The Great Bathing Suit Project

Weaving with found objects is taken to a whole other level …

I always enjoy using found objects and quirky additions to my cloth weaving or basketry. The most recent example of this was …


I am one of the members of a Water Aerobics class during my winter life in Alabama.

There is a lot of endorphen-fueled, light-hearted camaradery, and lots of fun, laughter, and chit chat before, during and after class.

My friend Marsha Demuth, who is so generous with everyone and so very fond of her bathing suit collection, was chatting with me about how she wanted a rug in her laundry room.

I offered to make her a rag rug out of discarded bathing suits. My grandmother who was a weaver had used nylon stolkings in her rugs and I have used a variety of knits, like tee shirts, etc., so with my boundless optimism, I thought, “No Problem”.

Marsha often purchases her bathing suits in thrift stores, so this project used recycled and reused materials. As she says, “due to my overly frugal nature many of the suits used were purchased at thrift stores and therefore the weaving of the rug gave suits a third opportunity to give visual pleasure.”

People donated a great many bathing suits to the project. Perfect strangers would press bags of stretched out, somewhat faded offerings into my hand. I accepted all as I really had no idea how far each bathing suit would weave up.

Marsha and I conferred many times about what colour string to use for the warp as that is what sets the colour tone for the finished project, but there was no doubt in my mind that we would eventually choose the “Parakeet” turquoise 4/8 cotton. It was a very colourful option.

As a travelling weaver, I have to set up my warping board and loom wherever I can.

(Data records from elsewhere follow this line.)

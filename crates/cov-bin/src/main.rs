//! glyph-coverage entrypoint.
//!
//! Loads one or more weights of a font family, merges their character maps
//! and writes the coverage document to stdout. Diagnostics go to stderr
//! (and optionally a log file) through `tracing`.
use anyhow::{Context, Result};
use clap::Parser;
use core_config::{CliOverrides, Config, RenderSettings, load_from};
use core_fonts::load_weights;
use core_model::{build_metrics_table, merged_codepoints, require_combining_base};
use core_render::{RenderFlags, RenderOptions, RenderStats, render_coverage};
use std::io::{self, BufWriter};
use std::path::{Path, PathBuf};
use std::sync::Once;
use tracing::{error, info};
use tracing_appender::non_blocking::WorkerGuard;
use tracing_subscriber::{EnvFilter, fmt, prelude::*};

const DEFAULT_LOG_FILTER: &str = "info";

/// CLI arguments.
#[derive(Parser, Debug)]
#[command(
    name = "glyph-coverage",
    version,
    about = "Generate a Unicode coverage table for a font"
)]
struct Args {
    /// Font file paths; they are searched in order for codepoints.
    #[arg(required = true, num_args = 1..)]
    pub font_paths: Vec<PathBuf>,
    /// Base character drawn under combining marks (default: ◌).
    #[arg(long = "combining-base")]
    pub combining_base: Option<char>,
    /// Show blank lines between coverage gaps.
    #[arg(long = "show-gaps")]
    pub show_gaps: bool,
    /// Show Position headers when switching between narrow and wide blocks.
    #[arg(long = "show-position-headers")]
    pub show_position_headers: bool,
    /// Optional configuration file path (overrides discovery of `coverage.toml`).
    #[arg(long = "config")]
    pub config: Option<PathBuf>,
    /// Also write logs to this file.
    #[arg(long = "log-file")]
    pub log_file: Option<PathBuf>,
}

impl Args {
    fn overrides(&self) -> CliOverrides {
        CliOverrides {
            combining_base: self.combining_base,
            show_gaps: self.show_gaps,
            show_position_headers: self.show_position_headers,
        }
    }
}

struct AppStartup {
    log_guard: Option<WorkerGuard>,
}

impl AppStartup {
    fn new() -> Self {
        Self { log_guard: None }
    }

    /// Stderr subscriber filtered by `RUST_LOG` (default `info`), optionally
    /// teed to `log_file` through a non-blocking appender.
    fn configure_logging(&mut self, log_file: Option<&Path>) -> Result<()> {
        let filter = EnvFilter::try_from_default_env()
            .unwrap_or_else(|_| EnvFilter::new(DEFAULT_LOG_FILTER));
        let stderr_layer = fmt::layer().with_writer(io::stderr).without_time();

        let mut guard = None;
        let file_layer = match log_file {
            Some(path) => {
                let dir = path
                    .parent()
                    .filter(|p| !p.as_os_str().is_empty())
                    .unwrap_or_else(|| Path::new("."));
                let name = path
                    .file_name()
                    .with_context(|| format!("invalid log file path: {}", path.display()))?;
                if path.exists() {
                    let _ = std::fs::remove_file(path);
                }
                let file_appender = tracing_appender::rolling::never(dir, name);
                let (nb_writer, g) = tracing_appender::non_blocking(file_appender);
                guard = Some(g);
                Some(fmt::layer().with_ansi(false).with_writer(nb_writer))
            }
            None => None,
        };

        match tracing_subscriber::registry()
            .with(filter)
            .with(stderr_layer)
            .with(file_layer)
            .try_init()
        {
            Ok(_) => {
                self.log_guard = guard;
            }
            Err(_err) => {
                // Global tracing subscriber already installed; drop guard so writer shuts down.
            }
        }
        Ok(())
    }

    fn install_panic_hook() {
        static HOOK: Once = Once::new();
        HOOK.call_once(|| {
            let default_panic = std::panic::take_hook();
            std::panic::set_hook(Box::new(move |info| {
                tracing::error!(target: "runtime.panic", ?info, "panic");
                default_panic(info);
            }));
        });
    }

    fn load_settings(args: &Args) -> Result<RenderSettings> {
        let config: Config = load_from(args.config.clone())?;
        let settings = config.resolve(args.overrides());
        info!(
            target: "runtime.startup",
            config = config.path.as_ref().map(|p| p.display().to_string()).as_deref(),
            config_override = args.config.is_some(),
            combining_base = %settings.combining_base,
            show_gaps = settings.show_gaps,
            show_position_headers = settings.show_position_headers,
            "settings_resolved"
        );
        Ok(settings)
    }
}

fn render_options(settings: &RenderSettings) -> RenderOptions {
    let mut flags = RenderFlags::empty();
    flags.set(RenderFlags::SHOW_GAPS, settings.show_gaps);
    flags.set(RenderFlags::POSITION_HEADERS, settings.show_position_headers);
    RenderOptions::default()
        .with_combining_base(settings.combining_base)
        .with_flags(flags)
}

/// Load, merge, validate and render; the whole pipeline for one invocation.
fn generate(args: &Args) -> Result<RenderStats> {
    let settings = AppStartup::load_settings(args)?;

    let fonts = load_weights(&args.font_paths).context("loading fonts")?;
    let merged = merged_codepoints(&fonts.weights)?;
    require_combining_base(&merged, settings.combining_base)?;
    let table = build_metrics_table(&fonts.weights, &merged)?;

    let stdout = io::stdout();
    let out = BufWriter::new(stdout.lock());
    let (_, stats) = render_coverage(&table, &fonts.font_name, render_options(&settings), out)
        .context("writing coverage")?;
    Ok(stats)
}

fn main() -> Result<()> {
    let args = Args::parse();
    let mut startup = AppStartup::new();
    startup.configure_logging(args.log_file.as_deref())?;
    AppStartup::install_panic_hook();

    info!(target: "runtime", fonts = args.font_paths.len(), "startup");
    match generate(&args) {
        Ok(stats) => {
            info!(
                target: "runtime",
                lines = stats.lines_emitted,
                bytes = stats.writer.bytes_written,
                "shutdown"
            );
            Ok(())
        }
        Err(e) => {
            error!(target: "runtime", error = %format!("{e:#}"), "generation_failed");
            Err(e)
        }
    }
}

#[cfg(test)]
mod tests {
    use super::*;
    use pretty_assertions::assert_eq;

    #[test]
    fn parses_all_flags() {
        let args = Args::try_parse_from([
            "glyph-coverage",
            "Regular.ttf",
            "Bold.ttf",
            "--combining-base",
            "o",
            "--show-gaps",
            "--show-position-headers",
            "--config",
            "cov.toml",
            "--log-file",
            "run.log",
        ])
        .unwrap();
        assert_eq!(
            args.font_paths,
            vec![PathBuf::from("Regular.ttf"), PathBuf::from("Bold.ttf")]
        );
        assert_eq!(args.combining_base, Some('o'));
        assert!(args.show_gaps);
        assert!(args.show_position_headers);
        assert_eq!(args.config, Some(PathBuf::from("cov.toml")));
        assert_eq!(args.log_file, Some(PathBuf::from("run.log")));
    }

    #[test]
    fn font_path_required() {
        assert!(Args::try_parse_from(["glyph-coverage"]).is_err());
    }

    #[test]
    fn combining_base_must_be_one_char() {
        assert!(
            Args::try_parse_from(["glyph-coverage", "a.ttf", "--combining-base", "ab"]).is_err()
        );
    }

    #[test]
    fn settings_map_to_render_flags() {
        let opts = render_options(&RenderSettings {
            combining_base: 'x',
            show_gaps: true,
            show_position_headers: false,
        });
        assert_eq!(opts.combining_base, 'x');
        assert_eq!(opts.flags, RenderFlags::SHOW_GAPS);
    }

    #[test]
    fn unconfigured_run_uses_renderer_defaults() {
        let settings = Config::default().resolve(CliOverrides::default());
        assert_eq!(render_options(&settings), RenderOptions::default());
    }
}
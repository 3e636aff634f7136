//! One decoded font file exposed as a `WeightSource`.
//!
//! Decoding happens once in `FontWeight::parse`:
//! - codepoints: union of every cmap subtable's mappings. Entries that land
//!   on glyph 0 (`.notdef`) are not mappings and are left out.
//! - metrics: for each codepoint, the glyph from the first subtable that maps
//!   it; advance and left side bearing from `hmtx`, `x_max` from the glyph
//!   bounding box (the advance when the glyph has no outline).
//!
//! A codepoint whose glyph has no horizontal advance stays in the codepoint
//! set but has no metrics, so the merger can fall back to another weight.

use crate::error::FontError;
use crate::info::FontInfo;
use ahash::{AHashMap, AHashSet};
use core_model::{GlyphMetrics, WeightSource};
use std::path::{Path, PathBuf};
use tracing::debug;
use ttf_parser::cmap::Subtable;
use ttf_parser::{Face, GlyphId};

#[derive(Debug, Clone)]
pub struct FontWeight {
    name: String,
    path: PathBuf,
    info: FontInfo,
    codepoints: AHashSet<u32>,
    metrics: AHashMap<u32, GlyphMetrics>,
}

impl FontWeight {
    /// Read and decode the font at `path`.
    pub fn open(path: &Path) -> Result<Self, FontError> {
        if !path.exists() {
            return Err(FontError::NotFound {
                path: path.to_path_buf(),
            });
        }
        let data = std::fs::read(path).map_err(|source| FontError::Read {
            path: path.to_path_buf(),
            source,
        })?;
        Self::parse(path, &data)
    }

    /// Decode font bytes; `path` is kept for diagnostics only.
    pub fn parse(path: &Path, data: &[u8]) -> Result<Self, FontError> {
        let face = Face::parse(data, 0).map_err(|e| FontError::Parse {
            path: path.to_path_buf(),
            reason: e.to_string(),
        })?;
        let info = FontInfo::from_face(&face);
        let codepoints = cmap_codepoints(&face);

        let mut metrics = AHashMap::with_capacity(codepoints.len());
        let mut unresolved = 0usize;
        for &cp in &codepoints {
            match glyph_for(&face, cp).and_then(|gid| glyph_metrics(&face, gid)) {
                Some(m) => {
                    metrics.insert(cp, m);
                }
                None => unresolved += 1,
            }
        }
        debug!(
            target: "fonts.load",
            path = %path.display(),
            style = info.style_key(),
            codepoints = codepoints.len(),
            unresolved,
            "font_decoded"
        );

        Ok(Self {
            name: info.style_key().to_string(),
            path: path.to_path_buf(),
            info,
            codepoints,
            metrics,
        })
    }

    /// Assemble a weight from already-decoded parts.
    pub fn from_parts(
        path: PathBuf,
        info: FontInfo,
        codepoints: AHashSet<u32>,
        metrics: AHashMap<u32, GlyphMetrics>,
    ) -> Self {
        Self {
            name: info.style_key().to_string(),
            path,
            info,
            codepoints,
            metrics,
        }
    }

    pub fn path(&self) -> &Path {
        &self.path
    }

    pub fn info(&self) -> &FontInfo {
        &self.info
    }
}

impl WeightSource for FontWeight {
    fn name(&self) -> &str {
        &self.name
    }
    fn codepoints(&self) -> &AHashSet<u32> {
        &self.codepoints
    }
    fn metrics(&self, cp: u32) -> Option<GlyphMetrics> {
        self.metrics.get(&cp).copied()
    }
}

fn cmap_codepoints(face: &Face<'_>) -> AHashSet<u32> {
    let mut out = AHashSet::new();
    if let Some(cmap) = face.tables().cmap {
        for subtable in cmap.subtables {
            subtable.codepoints(|cp| {
                if mapped_glyph(&subtable, cp).is_some() {
                    out.insert(cp);
                }
            });
        }
    }
    out
}

/// Glyph for `cp` in one subtable; `.notdef` counts as unmapped.
#[inline]
fn mapped_glyph(subtable: &Subtable<'_>, cp: u32) -> Option<GlyphId> {
    subtable.glyph_index(cp).filter(|gid| gid.0 != 0)
}

fn glyph_for(face: &Face<'_>, cp: u32) -> Option<GlyphId> {
    let cmap = face.tables().cmap?;
    cmap.subtables
        .into_iter()
        .find_map(|subtable| mapped_glyph(&subtable, cp))
}

fn glyph_metrics(face: &Face<'_>, gid: GlyphId) -> Option<GlyphMetrics> {
    let advance = i32::from(face.glyph_hor_advance(gid)?);
    let lsb = face.glyph_hor_side_bearing(gid).map_or(0, i32::from);
    let x_max = face
        .glyph_bounding_box(gid)
        .map_or(advance, |bbox| i32::from(bbox.x_max));
    Some(GlyphMetrics::new(advance, lsb, x_max))
}

#[cfg(test)]
mod tests {
    use super::*;
    use crate::info::FontFormat;

    fn sample() -> FontWeight {
        let info = FontInfo {
            family: Some("Sample".into()),
            style: Some("bold".into()),
            version: "1.0".into(),
            format: FontFormat::Ttf,
        };
        let codepoints: AHashSet<u32> = [0x41, 0x42].into_iter().collect();
        let metrics: AHashMap<u32, GlyphMetrics> = [(0x41, GlyphMetrics::new(1024, 10, 900))]
            .into_iter()
            .collect();
        FontWeight::from_parts(PathBuf::from("Sample-Bold.ttf"), info, codepoints, metrics)
    }

    #[test]
    fn weight_source_view() {
        let w = sample();
        assert_eq!(w.name(), "bold");
        assert_eq!(w.codepoints().len(), 2);
        assert_eq!(w.metrics(0x41), Some(GlyphMetrics::new(1024, 10, 900)));
        // listed but unresolvable
        assert!(w.codepoints().contains(&0x42));
        assert_eq!(w.metrics(0x42), None);
    }

    #[test]
    fn garbage_bytes_are_a_parse_error() {
        let err = FontWeight::parse(Path::new("junk.ttf"), b"not a font at all").unwrap_err();
        assert!(matches!(err, FontError::Parse { .. }));
        assert!(err.to_string().starts_with("failed to load font file junk.ttf"));
    }

    #[test]
    fn missing_file_is_not_found() {
        let err = FontWeight::open(Path::new("__no_such_font__.ttf")).unwrap_err();
        assert!(matches!(err, FontError::NotFound { .. }));
        assert_eq!(err.to_string(), "font file not found: __no_such_font__.ttf");
    }
}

We cut the suits into strips.

I tied each of the 432 warp threads to a thread of a previous project, as both projects were to be 36 inches wide. This saves a bit of time and when the previous warp has been perfectly threaded, I love to use the previous warp this way.

Each bathing suit actually went further than I thought it would, and I settled on a striped format, varying the stripes with regards to colour density and available yardage of each section.

It was a pleasure to knot the fringes in the sunshine on my veranda. Rugs involve a lot of prep and finishing time, and I love the opportunity to do this outside.

Getting the length right is always a worry as rugs seem to pull in about 10 percent after they have been woven. Making sure the stretchy cloth did not pull in the sides too much was also a concern.

At one point Marsha and I had actually thought of weaving the rug in a sort of bathing suit shape by pulling it in where the “waist” would be. You can see there were many design concepts to discuss beforehand!

Of course, I changed modus operandi many times. I ripped out several sections. I started to worry, as I always do, just exactly how this project would turn out, especially when I learned Marsha had set up a Reveal Party celebration, when we would stretch out the rug in its rightful place. She didn’t want to see it beforehand and an amazing number of people accepted her invitation to a party that would begin, post aerobics class at 8.30 a.m.

All went well. There are a few things I would have done differently of course, but I was pleased with the result.

People enjoyed finding their old suit in the mix and the laundry room now has a definite sunny, poolside vibe, which is a celebration of our friendship, sharing, and the time we spend together.